One other way to avoid a timing attack when an email may be associated with multiple accounts would be to pad the time with extra password checks:

  1. Pick a cryptographic random number between A and B (this is R).
    • Where A is slightly higher than an estimate of the average number of users associated with an email, B is high enough that there are few emails associated with that number of accounts, and there's a bit of space between these numbers.
    • We may want a (log or exp?) scale that makes this number more likely to be smaller.
  2. Subtract the number of users found matching the email address which you need to check the password for from R, but cap it at 0 (this is F).
  3. Run a fake password check – by running an actual password verification on some dummy data then discarding the result – repeated F times.
    • If a fake password verification requires the generation of a new disposable password hash, then always generate one, even if there are no fake password verifications to do.
  4. Check the password for all users even after we find one that matches.

This way an attacker:

  • Cannot guess if you verified passwords on 5 users or verified 5 fake passwords for users that do not exist.
  • Without prior knowledge of the value of B. Cannot immediately know that verifying N number of passwords when N > B means that an email has to exist (because normally N is not a constant value across attempts).
    • Note that B can probably be discovered by a determined attacker.

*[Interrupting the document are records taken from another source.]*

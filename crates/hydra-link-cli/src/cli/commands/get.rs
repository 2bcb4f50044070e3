//! `hydra-link get` – print one query parameter.

use anyhow::{bail, Result};
use hydra_link_core::Address;

/// Value of `key` in `address`; an error when the key is absent or has no value.
pub fn query_value(address: &str, key: &str) -> Result<String> {
    let addr = Address::new(address);
    match addr.query_param(key) {
        Some(value) => Ok(value),
        None => bail!("query parameter {key:?} has no value in {addr}"),
    }
}

pub fn run_get(address: &str, key: &str) -> Result<()> {
    println!("{}", query_value(address, key)?);
    Ok(())
}
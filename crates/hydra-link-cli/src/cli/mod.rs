//! CLI for hydra-link: inspect and rewrite link addresses.

mod commands;

use anyhow::Result;
use clap::{Parser, Subcommand};
use clap_complete::Shell;
use hydra_link_core::config;
use std::path::PathBuf;

use commands::{run_change, run_completions, run_get, run_inspect, run_set};

/// Top-level CLI for hydra-link.
#[derive(Debug, Parser)]
#[command(name = "hydra-link")]
#[command(about = "Inspect and rewrite https:// and hydra:// link addresses", long_about = None)]
pub struct Cli {
    #[command(subcommand)]
    pub command: CliCommand,
}

#[derive(Debug, Subcommand)]
pub enum CliCommand {
    /// Show host, base path, query and relative path of an address.
    Inspect {
        /// Address; `https://` is prepended when missing.
        address: String,
        /// Print a JSON object instead of text.
        #[arg(long)]
        json: bool,
        /// Config file to use instead of ~/.config/hydra-link/config.toml.
        #[arg(long, value_name = "PATH")]
        config: Option<PathBuf>,
    },

    /// Print the value of one query parameter.
    Get {
        address: String,
        key: String,
    },

    /// Set one query parameter and print the rewritten address.
    Change {
        address: String,
        key: String,
        value: String,
    },

    /// Set several query parameters (`key=value`; a bare `key` is skipped).
    Set {
        address: String,
        #[arg(required = true, value_name = "KEY[=VALUE]")]
        pairs: Vec<String>,
    },

    /// Print shell completions.
    Completions {
        shell: Shell,
    },
}

impl CliCommand {
    pub fn run_from_args() -> Result<()> {
        let cli = Cli::parse();

        match cli.command {
            CliCommand::Inspect {
                address,
                json,
                config: config_path,
            } => {
                let cfg = match &config_path {
                    Some(path) => config::load_from(path)?,
                    None => config::load_or_init()?,
                };
                tracing::debug!("loaded config: {:?}", cfg);
                run_inspect(&address, json, &cfg)?;
            }
            CliCommand::Get { address, key } => run_get(&address, &key)?,
            CliCommand::Change {
                address,
                key,
                value,
            } => run_change(&address, &key, &value),
            CliCommand::Set { address, pairs } => run_set(&address, &pairs),
            CliCommand::Completions { shell } => run_completions(shell),
        }

        Ok(())
    }
}

#[cfg(test)]
mod tests;
//! CLI parse tests.

use super::{Cli, CliCommand};
use clap::Parser;

pub(super) fn parse(args: &[&str]) -> CliCommand {
    let cli = Cli::try_parse_from(args).unwrap();
    cli.command
}
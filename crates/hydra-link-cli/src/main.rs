use hydra_link_core::logging;

mod cli;

use crate::cli::CliCommand;

fn main() {
    // Initialize logging as early as possible; stderr if the state dir is unusable.
    if let Err(err) = logging::init_logging() {
        logging::init_logging_stderr();
        tracing::warn!("file logging unavailable: {:#}", err);
    }

    if let Err(err) = CliCommand::run_from_args() {
        eprintln!("hydra-link error: {:#}", err);
        std::process::exit(1);
    }
}
//! Error types for configuration handling.
//!
//! Command failures are not Rust errors: they are reported through
//! [`CommandOutcome`](crate::outcome::CommandOutcome) with an `Error` status.
//! The types here cover process bootstrap only.
//!
//! # Example
//!
//! ```rust
//! use uhs_core::error::ConfigError;
//!
//! let err = ConfigError::invalid_value("logging.level", "loud");
//! assert_eq!(err.to_string(), "invalid value for logging.level: loud");
//! ```

/// Errors that can occur while loading or validating configuration.
#[derive(Debug, thiserror::Error)]
pub enum ConfigError {
    /// The configuration file was not found.
    #[error("configuration file not found: {path}")]
    FileNotFound {
        /// The path that was not found.
        path: String,
    },

    /// Failed to parse the configuration file.
    #[error("failed to parse configuration: {context}")]
    ParseFailed {
        /// Context about the parsing failure.
        context: String,
    },

    /// A configuration value is invalid.
    #[error("invalid value for {field}: {value}")]
    InvalidValue {
        /// The field name with the invalid value.
        field: String,
        /// The invalid value.
        value: String,
    },

    /// Reading the configuration file failed.
    #[error("{context}: {source}")]
    Io {
        /// What was being done when the error occurred.
        context: String,
        /// The underlying I/O error.
        #[source]
        source: std::io::Error,
    },

    /// A path used `~` but the home directory is unknown.
    #[error("Could not determine home directory")]
    NoHomeDirectory,
}

impl ConfigError {
    /// Create a `FileNotFound` error.
    #[must_use]
    pub fn file_not_found(path: impl Into<String>) -> Self {
        Self::FileNotFound { path: path.into() }
    }

    /// Create a `ParseFailed` error.
    #[must_use]
    pub fn parse_failed(context: impl Into<String>) -> Self {
        Self::ParseFailed {
            context: context.into(),
        }
    }

    /// Create an `InvalidValue` error.
    #[must_use]
    pub fn invalid_value(field: impl Into<String>, value: impl Into<String>) -> Self {
        Self::InvalidValue {
            field: field.into(),
            value: value.into(),
        }
    }

    /// Create an `Io` error.
    #[must_use]
    pub fn io(context: impl Into<String>, source: std::io::Error) -> Self {
        Self::Io {
            context: context.into(),
            source,
        }
    }

    /// Create a `NoHomeDirectory` error.
    #[must_use]
    pub const fn no_home_directory() -> Self {
        Self::NoHomeDirectory
    }
}

/// Result alias for configuration operations.
pub type ConfigResult<T> = std::result::Result<T, ConfigError>;
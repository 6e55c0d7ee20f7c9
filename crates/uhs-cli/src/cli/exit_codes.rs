//! Process exit codes.
//!
//! Failures before dispatch use the negative codes below. After dispatch
//! the process exits with the outcome's code.

/// Successful operation, help, or an incomplete command line.
pub const EXIT_SUCCESS: i32 = 0;

/// The configuration file could not be loaded.
pub const EXIT_CONFIG_ERROR: i32 = -1;

/// The wallet client could not be initialized.
pub const EXIT_CLIENT_INIT_ERROR: i32 = -2;

/// Logging could not be initialized.
pub const EXIT_LOGGING_ERROR: i32 = -3;
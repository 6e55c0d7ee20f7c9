//! Ledger data types exchanged between commands and the client.
//!
//! Transactions spend [`Input`]s (a previous output plus the location it was
//! created at) and create [`Output`]s locked to a witness commitment. The
//! commitment for a public-key address is the SHA-256 of the address type
//! byte followed by the key.
//!
//! # Input Encoding
//!
//! An input crosses the command line as 160 hex characters: the 80-byte
//! little-endian layout `tx_id (32) | index (8) | commitment (32) | value (8)`.
//!
//! ```
//! use uhs_client::types::{Input, OutPoint, Output};
//!
//! let input = Input {
//!     prevout: OutPoint { tx_id: [1u8; 32], index: 0 },
//!     prevout_data: Output { witness_program_commitment: [2u8; 32], value: 100 },
//! };
//! let hex = input.to_hex();
//! assert_eq!(hex.len(), 160);
//! assert_eq!(Input::from_bytes(&hex::decode(&hex).unwrap()), Some(input));
//! ```

use std::fmt;

use serde::{Deserialize, Serialize};
use sha2::{Digest, Sha256};

/// 32-byte hash (transaction ids, witness commitments).
pub type Hash = [u8; 32];

/// 32-byte x-only public key.
pub type PubKey = [u8; 32];

/// Address type byte for pay-to-public-key addresses.
pub const PUBLIC_KEY_ADDRESS: u8 = 0x00;

/// Length of an encoded [`Input`].
pub const INPUT_ENCODED_LEN: usize = 80;

/// Most outputs a client will put in one transaction.
pub const MAX_TX_OUTPUTS: u64 = 100_000;

/// Location of an output: the transaction that created it and its position.
#[derive(Debug, Clone, Copy, PartialEq, Eq, Hash, Serialize, Deserialize)]
pub struct OutPoint {
    /// Id of the creating transaction.
    #[serde(with = "hex_bytes")]
    pub tx_id: Hash,
    /// Position in that transaction's outputs.
    pub index: u64,
}

/// A value locked to a witness commitment.
#[derive(Debug, Clone, Copy, PartialEq, Eq, Hash, Serialize, Deserialize)]
pub struct Output {
    /// Commitment the spender's witness must open.
    #[serde(with = "hex_bytes")]
    pub witness_program_commitment: Hash,
    /// Amount in cents.
    pub value: u64,
}

/// A spendable output together with where it lives.
#[derive(Debug, Clone, Copy, PartialEq, Eq, Hash, Serialize, Deserialize)]
pub struct Input {
    /// Where the output was created.
    pub prevout: OutPoint,
    /// The output being spent.
    pub prevout_data: Output,
}

impl Input {
    /// Encodes the input in its fixed 80-byte layout.
    #[must_use]
    pub fn to_bytes(&self) -> Vec<u8> {
        let mut buf = Vec::with_capacity(INPUT_ENCODED_LEN);
        buf.extend_from_slice(&self.prevout.tx_id);
        buf.extend_from_slice(&self.prevout.index.to_le_bytes());
        buf.extend_from_slice(&self.prevout_data.witness_program_commitment);
        buf.extend_from_slice(&self.prevout_data.value.to_le_bytes());
        buf
    }

    /// Lowercase hex of [`to_bytes`](Self::to_bytes).
    #[must_use]
    pub fn to_hex(&self) -> String {
        hex::encode(self.to_bytes())
    }

    /// Decodes the 80-byte layout. Returns `None` for any other length.
    #[must_use]
    pub fn from_bytes(bytes: &[u8]) -> Option<Self> {
        if bytes.len() != INPUT_ENCODED_LEN {
            return None;
        }
        let tx_id: Hash = bytes[0..32].try_into().ok()?;
        let index = u64::from_le_bytes(bytes[32..40].try_into().ok()?);
        let commitment: Hash = bytes[40..72].try_into().ok()?;
        let value = u64::from_le_bytes(bytes[72..80].try_into().ok()?);
        Some(Self {
            prevout: OutPoint { tx_id, index },
            prevout_data: Output {
                witness_program_commitment: commitment,
                value,
            },
        })
    }
}

/// A complete transaction including witnesses.
#[derive(Debug, Clone, Default, PartialEq, Eq, Serialize, Deserialize)]
pub struct FullTx {
    /// Outputs being spent.
    pub inputs: Vec<Input>,
    /// Outputs being created.
    pub outputs: Vec<Output>,
    /// One witness per input, hex encoded.
    #[serde(default)]
    pub witness: Vec<String>,
}

impl FullTx {
    /// Total value created, saturating at `u64::MAX`.
    #[must_use]
    pub fn output_value(&self) -> u64 {
        total_value(self.outputs.iter().map(|o| o.value))
    }

    /// Total value spent, saturating at `u64::MAX`.
    #[must_use]
    pub fn input_value(&self) -> u64 {
        total_value(self.inputs.iter().map(|i| i.prevout_data.value))
    }
}

/// Sums amounts without overflowing. Imported inputs carry values chosen by
/// whoever encoded them.
#[must_use]
pub fn total_value(values: impl IntoIterator<Item = u64>) -> u64 {
    values.into_iter().fold(0, u64::saturating_add)
}

/// Transaction id: SHA-256 over inputs and outputs, witnesses excluded.
#[must_use]
pub fn tx_id(tx: &FullTx) -> Hash {
    let mut hasher = Sha256::new();
    hasher.update((tx.inputs.len() as u64).to_le_bytes());
    for input in &tx.inputs {
        hasher.update(input.to_bytes());
    }
    hasher.update((tx.outputs.len() as u64).to_le_bytes());
    for output in &tx.outputs {
        hasher.update(output.witness_program_commitment);
        hasher.update(output.value.to_le_bytes());
    }
    hasher.finalize().into()
}

/// Witness commitment for a pay-to-public-key output.
#[must_use]
pub fn witness_commitment(pubkey: &PubKey) -> Hash {
    let mut hasher = Sha256::new();
    hasher.update([PUBLIC_KEY_ADDRESS]);
    hasher.update(pubkey);
    hasher.finalize().into()
}

/// Lowercase hex of a hash.
#[must_use]
pub fn hash_to_hex(hash: &Hash) -> String {
    hex::encode(hash)
}

/// Parses a 64-character hex hash. An optional `0x` prefix is accepted.
#[must_use]
pub fn hash_from_hex(text: &str) -> Option<Hash> {
    let text = text.strip_prefix("0x").unwrap_or(text);
    let bytes = hex::decode(text).ok()?;
    bytes.try_into().ok()
}

/// Formats an amount in cents as dollars, e.g. `$12.05`.
#[must_use]
pub fn format_amount(cents: u64) -> String {
    format!("${}.{:02}", cents / 100, cents % 100)
}

/// Status reported by the transaction sentinel.
#[derive(Debug, Clone, Copy, PartialEq, Eq, Serialize, Deserialize)]
pub enum TxStatus {
    /// Accepted and awaiting confirmation.
    Pending,
    /// Rejected by stateless checks.
    StaticInvalid,
    /// Rejected because an input is unknown or already spent.
    StateInvalid,
    /// Accepted and confirmed.
    Confirmed,
}

impl fmt::Display for TxStatus {
    fn fmt(&self, f: &mut fmt::Formatter<'_>) -> fmt::Result {
        match self {
            Self::Pending => write!(f, "Pending"),
            Self::StaticInvalid => write!(f, "Static invalid"),
            Self::StateInvalid => write!(f, "State invalid"),
            Self::Confirmed => write!(f, "Confirmed"),
        }
    }
}

/// Stateless validation failures.
#[derive(Debug, Clone, Copy, PartialEq, Eq, Serialize, Deserialize)]
pub enum ValidationError {
    /// The transaction spends nothing.
    NoInputs,
    /// The transaction creates nothing.
    NoOutputs,
    /// An output has zero value.
    ZeroValueOutput,
    /// The same input appears twice.
    DuplicateInput,
    /// Input and output totals differ.
    AsymmetricValues,
    /// The number of witnesses does not match the number of inputs.
    MissingWitness,
}

impl fmt::Display for ValidationError {
    fn fmt(&self, f: &mut fmt::Formatter<'_>) -> fmt::Result {
        match self {
            Self::NoInputs => write!(f, "transaction has no inputs"),
            Self::NoOutputs => write!(f, "transaction has no outputs"),
            Self::ZeroValueOutput => write!(f, "output has zero value"),
            Self::DuplicateInput => write!(f, "duplicate input"),
            Self::AsymmetricValues => write!(f, "input and output values differ"),
            Self::MissingWitness => write!(f, "witness count does not match inputs"),
        }
    }
}

/// Runs the stateless checks a sentinel applies to a transfer.
#[must_use]
pub fn check_transaction(tx: &FullTx) -> Option<ValidationError> {
    if tx.inputs.is_empty() {
        return Some(ValidationError::NoInputs);
    }
    if tx.outputs.is_empty() {
        return Some(ValidationError::NoOutputs);
    }
    if tx.outputs.iter().any(|o| o.value == 0) {
        return Some(ValidationError::ZeroValueOutput);
    }
    let mut seen = std::collections::HashSet::new();
    if !tx.inputs.iter().all(|i| seen.insert(i.prevout)) {
        return Some(ValidationError::DuplicateInput);
    }
    if tx.input_value() != tx.output_value() {
        return Some(ValidationError::AsymmetricValues);
    }
    if tx.witness.len() != tx.inputs.len() {
        return Some(ValidationError::MissingWitness);
    }
    None
}

/// Sentinel response to a submitted transaction.
#[derive(Debug, Clone, Copy, PartialEq, Eq, Serialize, Deserialize)]
pub struct ExecuteResponse {
    /// Outcome of submission.
    pub tx_status: TxStatus,
    /// Why the transaction was rejected, if it was.
    pub tx_error: Option<ValidationError>,
}

pub(crate) mod hex_bytes {
    use serde::{self, Deserialize, Deserializer, Serializer};

    pub fn serialize<S>(bytes: &[u8; 32], serializer: S) -> Result<S::Ok, S::Error>
    where
        S: Serializer,
    {
        serializer.serialize_str(&hex::encode(bytes))
    }

    pub fn deserialize<'de, D>(deserializer: D) -> Result<[u8; 32], D::Error>
    where
        D: Deserializer<'de>,
    {
        let s = String::deserialize(deserializer)?;
        let bytes = hex::decode(&s).map_err(serde::de::Error::custom)?;

        if bytes.len() != 32 {
            return Err(serde::de::Error::custom(format!(
                "expected 32 bytes, got {}",
                bytes.len()
            )));
        }

        let mut arr = [0u8; 32];
        arr.copy_from_slice(&bytes);
        Ok(arr)
    }
}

By doing timing attacks a large number of times against a single known email and keeping track of the highest N value encountered. Using a random scale that prefers lower numbers will make this harder (because values close to B will be less common) but will only mean this attack on B needs to run longer to work.
    • Alternatively, running the timing attack on an email multiple times to see if N changes would be another method (N will be constant if it is larger than B)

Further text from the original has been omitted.